**INSTRUCTIONS TO FOLLOW:** Below are entries; copy exactly the lines from the one with "let mut generator = OccupancyGenerator::with_seed(99);" through the one with "for room in &available", both included, and leave out the rest.

--- ENTRIES PROVIDED Enclosed Below ---

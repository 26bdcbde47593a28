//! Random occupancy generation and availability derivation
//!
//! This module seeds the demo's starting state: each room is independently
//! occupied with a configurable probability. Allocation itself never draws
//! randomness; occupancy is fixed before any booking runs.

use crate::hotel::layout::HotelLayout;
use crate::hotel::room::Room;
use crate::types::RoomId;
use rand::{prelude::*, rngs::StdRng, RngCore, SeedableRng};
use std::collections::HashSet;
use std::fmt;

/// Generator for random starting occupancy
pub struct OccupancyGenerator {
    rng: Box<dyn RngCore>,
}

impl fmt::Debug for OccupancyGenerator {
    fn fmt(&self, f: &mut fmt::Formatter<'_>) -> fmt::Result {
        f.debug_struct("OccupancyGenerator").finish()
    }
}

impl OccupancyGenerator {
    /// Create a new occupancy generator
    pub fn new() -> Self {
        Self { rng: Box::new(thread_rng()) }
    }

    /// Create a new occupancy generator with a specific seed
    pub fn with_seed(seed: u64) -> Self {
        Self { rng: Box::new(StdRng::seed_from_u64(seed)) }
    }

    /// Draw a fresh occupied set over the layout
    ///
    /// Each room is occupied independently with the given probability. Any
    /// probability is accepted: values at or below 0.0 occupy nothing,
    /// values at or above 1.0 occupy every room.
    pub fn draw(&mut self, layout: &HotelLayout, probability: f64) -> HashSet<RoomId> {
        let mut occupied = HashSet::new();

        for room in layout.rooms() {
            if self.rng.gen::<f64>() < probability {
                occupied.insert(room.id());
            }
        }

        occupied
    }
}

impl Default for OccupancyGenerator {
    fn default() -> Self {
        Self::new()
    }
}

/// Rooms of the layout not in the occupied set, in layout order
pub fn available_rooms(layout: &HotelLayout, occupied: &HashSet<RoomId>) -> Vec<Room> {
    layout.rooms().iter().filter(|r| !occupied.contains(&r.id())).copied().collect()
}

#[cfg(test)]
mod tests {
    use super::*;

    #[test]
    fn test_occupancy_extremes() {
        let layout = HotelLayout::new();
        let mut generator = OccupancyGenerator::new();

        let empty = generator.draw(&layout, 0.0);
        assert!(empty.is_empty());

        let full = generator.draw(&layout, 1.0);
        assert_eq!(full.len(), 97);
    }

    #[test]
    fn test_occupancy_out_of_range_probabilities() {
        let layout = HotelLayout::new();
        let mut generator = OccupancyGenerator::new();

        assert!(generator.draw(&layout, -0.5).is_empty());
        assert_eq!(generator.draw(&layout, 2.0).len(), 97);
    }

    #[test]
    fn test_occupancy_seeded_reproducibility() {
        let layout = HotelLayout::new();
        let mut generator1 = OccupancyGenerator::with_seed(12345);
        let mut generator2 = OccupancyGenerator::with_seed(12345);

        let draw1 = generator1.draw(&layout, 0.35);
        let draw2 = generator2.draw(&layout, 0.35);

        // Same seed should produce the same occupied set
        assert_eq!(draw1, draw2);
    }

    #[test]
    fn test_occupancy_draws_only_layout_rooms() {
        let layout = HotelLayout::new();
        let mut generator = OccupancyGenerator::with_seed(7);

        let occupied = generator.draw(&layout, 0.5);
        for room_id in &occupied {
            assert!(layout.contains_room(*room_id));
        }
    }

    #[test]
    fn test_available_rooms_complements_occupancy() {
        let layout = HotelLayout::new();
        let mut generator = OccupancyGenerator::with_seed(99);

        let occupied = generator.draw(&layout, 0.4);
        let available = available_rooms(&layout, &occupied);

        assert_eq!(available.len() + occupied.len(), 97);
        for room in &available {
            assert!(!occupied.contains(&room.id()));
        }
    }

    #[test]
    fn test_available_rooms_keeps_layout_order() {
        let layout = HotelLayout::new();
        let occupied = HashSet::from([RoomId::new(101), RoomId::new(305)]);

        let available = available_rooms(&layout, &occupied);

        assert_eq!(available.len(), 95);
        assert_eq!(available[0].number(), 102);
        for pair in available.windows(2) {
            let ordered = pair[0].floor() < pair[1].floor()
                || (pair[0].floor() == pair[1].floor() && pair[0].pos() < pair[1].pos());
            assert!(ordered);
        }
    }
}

--- End of Enclosed ENTRIES PROVIDED ---
--- ENTRIES PROVIDED Enclosed Below ---

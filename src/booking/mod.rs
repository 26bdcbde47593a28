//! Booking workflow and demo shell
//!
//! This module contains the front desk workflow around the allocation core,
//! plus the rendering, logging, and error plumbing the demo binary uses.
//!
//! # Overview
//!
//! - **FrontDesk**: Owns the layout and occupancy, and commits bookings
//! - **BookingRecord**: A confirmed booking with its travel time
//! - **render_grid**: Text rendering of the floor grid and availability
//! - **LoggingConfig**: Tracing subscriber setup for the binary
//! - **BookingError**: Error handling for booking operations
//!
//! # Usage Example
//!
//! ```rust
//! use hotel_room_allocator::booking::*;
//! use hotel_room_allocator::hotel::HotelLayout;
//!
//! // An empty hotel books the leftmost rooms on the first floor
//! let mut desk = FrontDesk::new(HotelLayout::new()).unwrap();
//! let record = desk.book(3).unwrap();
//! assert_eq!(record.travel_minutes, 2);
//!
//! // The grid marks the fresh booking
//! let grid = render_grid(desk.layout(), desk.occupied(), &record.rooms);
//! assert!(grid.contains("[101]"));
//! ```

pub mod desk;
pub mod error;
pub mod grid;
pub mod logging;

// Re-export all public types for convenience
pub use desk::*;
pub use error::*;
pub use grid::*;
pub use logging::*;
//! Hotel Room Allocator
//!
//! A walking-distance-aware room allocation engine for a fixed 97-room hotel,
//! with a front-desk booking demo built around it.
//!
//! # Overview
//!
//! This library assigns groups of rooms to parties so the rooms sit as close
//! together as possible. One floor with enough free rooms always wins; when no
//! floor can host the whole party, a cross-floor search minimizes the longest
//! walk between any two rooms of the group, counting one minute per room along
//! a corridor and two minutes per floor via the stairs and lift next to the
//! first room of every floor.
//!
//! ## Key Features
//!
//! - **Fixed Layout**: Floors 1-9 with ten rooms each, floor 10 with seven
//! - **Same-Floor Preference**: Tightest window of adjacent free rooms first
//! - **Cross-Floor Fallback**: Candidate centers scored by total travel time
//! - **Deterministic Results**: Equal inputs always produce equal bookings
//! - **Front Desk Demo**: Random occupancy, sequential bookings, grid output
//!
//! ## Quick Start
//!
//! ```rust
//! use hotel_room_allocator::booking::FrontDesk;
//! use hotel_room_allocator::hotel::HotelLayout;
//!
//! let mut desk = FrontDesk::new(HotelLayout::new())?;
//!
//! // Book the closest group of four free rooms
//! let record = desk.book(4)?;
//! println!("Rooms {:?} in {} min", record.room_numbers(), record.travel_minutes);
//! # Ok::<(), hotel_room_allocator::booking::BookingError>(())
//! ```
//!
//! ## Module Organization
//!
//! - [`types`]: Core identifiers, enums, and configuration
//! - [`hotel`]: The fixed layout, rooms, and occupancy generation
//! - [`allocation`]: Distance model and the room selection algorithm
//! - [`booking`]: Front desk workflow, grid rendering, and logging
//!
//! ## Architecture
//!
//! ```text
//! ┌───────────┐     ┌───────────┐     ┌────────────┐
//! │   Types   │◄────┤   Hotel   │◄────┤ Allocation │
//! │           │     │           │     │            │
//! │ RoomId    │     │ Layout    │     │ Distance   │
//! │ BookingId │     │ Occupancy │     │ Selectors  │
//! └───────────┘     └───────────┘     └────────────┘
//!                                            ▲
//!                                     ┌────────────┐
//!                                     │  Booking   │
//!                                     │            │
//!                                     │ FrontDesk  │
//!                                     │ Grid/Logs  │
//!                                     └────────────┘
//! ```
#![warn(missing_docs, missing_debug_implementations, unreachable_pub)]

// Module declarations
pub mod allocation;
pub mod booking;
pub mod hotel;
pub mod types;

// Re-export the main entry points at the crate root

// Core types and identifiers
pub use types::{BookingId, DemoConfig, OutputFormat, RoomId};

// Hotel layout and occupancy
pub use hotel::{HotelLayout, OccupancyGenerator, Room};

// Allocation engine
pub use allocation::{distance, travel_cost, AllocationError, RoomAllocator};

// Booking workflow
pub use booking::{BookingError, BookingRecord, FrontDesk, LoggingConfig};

--- End of Enclosed ENTRIES PROVIDED ---
--- ENTRIES PROVIDED Enclosed Below ---

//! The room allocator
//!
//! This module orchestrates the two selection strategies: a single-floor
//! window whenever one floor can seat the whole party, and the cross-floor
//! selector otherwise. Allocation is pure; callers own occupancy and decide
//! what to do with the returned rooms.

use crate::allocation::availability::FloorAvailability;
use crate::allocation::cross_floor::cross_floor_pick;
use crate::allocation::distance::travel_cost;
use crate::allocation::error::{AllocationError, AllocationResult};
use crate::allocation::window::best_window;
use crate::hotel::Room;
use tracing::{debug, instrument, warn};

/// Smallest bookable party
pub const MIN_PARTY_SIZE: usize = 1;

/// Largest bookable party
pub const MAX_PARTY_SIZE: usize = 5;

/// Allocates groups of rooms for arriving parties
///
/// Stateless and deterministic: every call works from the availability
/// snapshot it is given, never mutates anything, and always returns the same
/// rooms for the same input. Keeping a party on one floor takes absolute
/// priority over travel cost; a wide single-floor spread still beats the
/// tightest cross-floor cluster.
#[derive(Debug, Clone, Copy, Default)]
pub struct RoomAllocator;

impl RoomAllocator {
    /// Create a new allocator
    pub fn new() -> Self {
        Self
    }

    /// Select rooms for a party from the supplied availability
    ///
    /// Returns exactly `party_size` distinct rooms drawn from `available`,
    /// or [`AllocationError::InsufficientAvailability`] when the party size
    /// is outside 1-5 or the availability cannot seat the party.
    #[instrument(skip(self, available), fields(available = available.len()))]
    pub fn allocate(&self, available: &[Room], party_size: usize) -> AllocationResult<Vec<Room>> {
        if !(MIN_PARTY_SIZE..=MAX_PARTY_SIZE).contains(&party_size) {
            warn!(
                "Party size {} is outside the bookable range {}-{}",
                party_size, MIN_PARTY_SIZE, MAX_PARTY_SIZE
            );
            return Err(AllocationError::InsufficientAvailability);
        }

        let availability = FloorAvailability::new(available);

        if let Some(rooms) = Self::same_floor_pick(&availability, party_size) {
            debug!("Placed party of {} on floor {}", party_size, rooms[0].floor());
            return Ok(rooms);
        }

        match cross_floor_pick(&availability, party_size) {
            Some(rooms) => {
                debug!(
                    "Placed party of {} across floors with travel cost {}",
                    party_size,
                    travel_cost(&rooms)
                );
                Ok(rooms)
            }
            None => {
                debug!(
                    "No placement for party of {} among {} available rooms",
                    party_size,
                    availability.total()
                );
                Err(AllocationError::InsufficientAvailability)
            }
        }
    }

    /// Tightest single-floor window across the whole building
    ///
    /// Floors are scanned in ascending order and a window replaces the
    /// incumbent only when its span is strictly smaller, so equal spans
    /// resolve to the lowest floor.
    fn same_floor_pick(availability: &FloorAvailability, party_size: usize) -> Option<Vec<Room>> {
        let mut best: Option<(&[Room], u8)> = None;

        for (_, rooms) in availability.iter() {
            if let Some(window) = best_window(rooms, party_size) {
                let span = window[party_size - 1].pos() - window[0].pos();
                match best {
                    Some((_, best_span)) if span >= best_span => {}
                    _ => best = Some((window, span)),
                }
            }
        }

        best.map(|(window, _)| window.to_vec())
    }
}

--- End of Enclosed ENTRIES PROVIDED ---

**ANSWER BELOW:**
        let mut generator = OccupancyGenerator::with_seed(99);

        let occupied = generator.draw(&layout, 0.4);
        let available = available_rooms(&layout, &occupied);

        assert_eq!(available.len() + occupied.len(), 97);
        for room in &available {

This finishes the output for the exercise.